Essa perspectiva da LA começa a se constituir no que se chama de “virada linguística e cultural”, “virada crítica” ou “virada icônica” (FABRÍCIO, 2006, p. 49), termos referidos ao fenômeno da revisão epistemológica pelo qual passou a LA. Seu cenário de construção começa, segundo Rampton (2006), no momento que as humanidades e as Ciências Sociais passaram a focalizar novos tópicos. Houve um crescente interesse em fluxos culturais, em fronteiras e margens, em incertezas e ambivalências; a discussão passou a contemplar a economia política da linguagem, a produção, circulação e distribuição desigual dos recursos simbólicos e culturais, a ideologia, a exclusão, a legitimação e a resistência. Isso por sua vez, resulta numa LA que compreende que: a) a linguagem deve ser vista como uma prática social e, consequentemente, como parte constituinte e constitutiva da sociedade e da cultura; b) nossas práticas discursivas não são neutras; e c) há na contemporaneidade uma multiplicidade de

sistemas semióticos em jogo no processo de construção de sentidos, segundo Fabrício (2006, 48).

Desse modo, a LA, ainda segundo Fabrício, pode ser entendida “como prática interrogadora [...]inseparável da enorme reorganização do pensamento e das práticas sociais correntes na contemporaneidade” (2006, p. 49). Nesse sentido, ela caminha em harmonia com o aspecto transitório da realidade, com a ideia do “sempre movente”, que não é nova e é bem exemplificada com a famosa proposição de que o homem não se pode banhar-se duas vezes no mesmo rio.

Por conseguinte, reconhecendo que é papel da LA “examinar a base ideológica do conhecimento que produzimos” (PENNICOOK, 1998, p. 24), empreendo este estudo, uma vez que, ao lidar com dois aspectos essencialmente políticos da vida, a linguagem e a educação, tal estudo intenta fazê-lo pedagógica e politicamente, ou seja, refletir e criticar (problematizar) ao mesmo tempo em que se posiciona como modificador (intervencionista) da realidade. Portanto, baseando-me ainda nas discussões de Pennycook (1998), vale a pena ratificar que construo minhas reflexões sob uma LA que tem uma visão de linguagem política e histórica, uma LA mais sensível às preocupações sociais, culturais e políticas e que, consequentemente, trabalhe com a possibilidade de realização de mudanças.

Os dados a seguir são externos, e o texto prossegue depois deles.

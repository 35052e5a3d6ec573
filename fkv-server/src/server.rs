//! # TCP Server
//!
//! Accept RESP2 connections and wire each one to the dispatcher, the
//! output multiplexer, and the pub/sub broker. All shared state hangs off
//! one `ServerState` value so tests can run several instances on
//! ephemeral ports.

use std::future::Future;
use std::net::SocketAddr;
use std::sync::atomic::{AtomicU64, Ordering};
use std::sync::Arc;
use std::time::Duration;

use ahash::RandomState;
use hashbrown::HashMap;
use parking_lot::Mutex;
use tokio::net::{TcpListener, TcpStream};
use tokio::task::JoinHandle;
use tokio::time::{interval, Instant};
use tracing::{debug, info, warn};

use fkv_common::FkvResult;
use fkv_engine::Store;

use crate::config::ServerConfig;
use crate::conn::{handle_connection, Connection};
use crate::metrics::Metrics;
use crate::pubsub::Broker;
use crate::writer::{ConnId, Multiplexer};

const HEALTH_SWEEP_INTERVAL: Duration = Duration::from_secs(30);
const METRICS_REPORT_INTERVAL: Duration = Duration::from_secs(60);

/// Registry entry kept per live connection, for CLIENT LIST and INFO.
pub struct ClientMeta {
    pub addr: SocketAddr,
    pub name: Option<Vec<u8>>,
    pub created_at: Instant,
    pub subscriptions: usize,
}

/// Everything the dispatcher and background tasks share.
pub struct ServerState {
    pub config: ServerConfig,
    pub store: Arc<Store>,
    pub broker: Broker,
    pub om: Multiplexer,
    pub metrics: Metrics,
    pub clients: Mutex<HashMap<ConnId, ClientMeta, RandomState>>,
    pub started_at: Instant,
    /// Actual bound port, resolved after binding (the config may say 0).
    pub port: u16,
    next_conn_id: AtomicU64,
}

impl ServerState {
    fn next_conn_id(&self) -> ConnId {
        self.next_conn_id.fetch_add(1, Ordering::Relaxed) + 1
    }

    pub fn client_count(&self) -> usize {
        self.clients.lock().len()
    }
}

/// A bound server, ready to run.
pub struct Server {
    listener: TcpListener,
    state: Arc<ServerState>,
}

impl Server {
    /// Binds on all interfaces at the configured port.
    pub async fn bind(config: ServerConfig) -> FkvResult<Server> {
        let listener = TcpListener::bind(("0.0.0.0", config.port)).await?;
        let port = listener.local_addr()?.port();
        let state = Arc::new(ServerState {
            store: Arc::new(Store::new()),
            broker: Broker::new(config.broker.clone()),
            om: Multiplexer::new(config.writer.clone()),
            metrics: Metrics::new(),
            clients: Mutex::new(HashMap::with_hasher(RandomState::new())),
            started_at: Instant::now(),
            port,
            next_conn_id: AtomicU64::new(0),
            config,
        });
        Ok(Server { listener, state })
    }

    pub fn local_addr(&self) -> FkvResult<SocketAddr> {
        Ok(self.listener.local_addr()?)
    }

    pub fn state(&self) -> Arc<ServerState> {
        Arc::clone(&self.state)
    }

    /// Accepts connections until `shutdown` completes, then stops the
    /// background tasks. Existing connection tasks end with the process.
    pub async fn run(self, shutdown: impl Future) -> FkvResult<()> {
        let state = self.state;
        let background = spawn_background_tasks(&state);
        info!(port = state.port, "listening");

        tokio::pin!(shutdown);
        loop {
            tokio::select! {
                _ = &mut shutdown => break,
                accepted = self.listener.accept() => {
                    match accepted {
                        Ok((socket, addr)) => accept_connection(&state, socket, addr),
                        Err(err) => {
                            warn!(error = %err, "accept failed");
                            tokio::time::sleep(Duration::from_millis(100)).await;
                        }
                    }
                }
            }
        }

        for task in background {
            task.abort();
        }
        info!("server shut down");
        Ok(())
    }
}

fn accept_connection(state: &Arc<ServerState>, socket: TcpStream, addr: SocketAddr) {
    if let Err(err) = socket.set_nodelay(true) {
        debug!(error = %err, "set_nodelay failed");
    }
    let id = state.next_conn_id();
    state.metrics.record_connection_opened();

    let (read_half, write_half) = socket.into_split();
    let write_failed = state.om.register(id, write_half);
    state.clients.lock().insert(
        id,
        ClientMeta {
            addr,
            name: None,
            created_at: Instant::now(),
            subscriptions: 0,
        },
    );
    debug!(id, %addr, "connection accepted");

    tokio::spawn(handle_connection(
        Arc::clone(state),
        Connection::new(id, addr),
        read_half,
        write_failed,
    ));
}

/// Periodic work: pub/sub buffer flush, slot health sweep, metrics report.
/// Failures inside the tasks are logged by the callees and never escape.
fn spawn_background_tasks(state: &Arc<ServerState>) -> Vec<JoinHandle<()>> {
    let flush = {
        let state = Arc::clone(state);
        tokio::spawn(async move {
            let mut tick = interval(state.config.broker.buffer_flush_interval);
            loop {
                tick.tick().await;
                state.broker.flush_buffers(&state.om);
            }
        })
    };

    let sweep = {
        let state = Arc::clone(state);
        tokio::spawn(async move {
            let mut tick = interval(HEALTH_SWEEP_INTERVAL);
            loop {
                tick.tick().await;
                state.om.sweep_health();
            }
        })
    };

    let report = {
        let state = Arc::clone(state);
        tokio::spawn(async move {
            let mut tick = interval(METRICS_REPORT_INTERVAL);
            // The first tick fires immediately; skip it so the first
            // report covers a full minute.
            tick.tick().await;
            loop {
                tick.tick().await;
                let metrics = state.metrics.snapshot();
                let writers = state.om.aggregate();
                info!(
                    connections = metrics.connections_current,
                    commands = metrics.commands_total,
                    errors = metrics.errors_total,
                    publishes = metrics.publishes_total,
                    delivered = metrics.messages_delivered,
                    queued = writers.queued_messages,
                    sent = writers.messages_sent,
                    dropped = writers.messages_dropped,
                    backpressure = writers.backpressure_events,
                    slow_flushes = writers.slow_flushes,
                    keys = state.store.len(),
                    channels = state.broker.channel_count(),
                    "metrics report"
                );
            }
        })
    };

    vec![flush, sweep, report]
}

Sendo assim, entendo que essa LA que faço, tendo em vista que atentei anteriormente para o seu pensar sobre si a medida em que se constrói como ciência, coaduna-se com o viés de uma LA transgressiva, nos dizeres de Pennycook, “como uma abordagem mutável e dinâmica para questões da linguagem em contextos múltiplos” (2006, p. 67), e simultaneamente a uma LA que busca a desaprendizagem, como nos mostra Fabrício ao falar de uma “desaprendizagem de qualquer tipo de axiomática como um refinamento do processo de conhecer” (2006, p. 61 – grifo do autor).

Logo, ciente de que tenho desenvolvido este estudo dentro do viés de uma LA transgressiva, de desaprendizagem e, como Moita Lopes nomeia, indisciplinar, pois que “ela é indisciplinar tanto no sentido de que reconhece a necessidade de não se constituir como disciplina, mas como uma área mestiça e nômade” (2015, p. 19), discuto no item seguinte a não neutralidade desta pesquisa e a compreensão que tenho sobre os participantes dela como seres respondentes e não meros receptivos passivos diante de um emissor.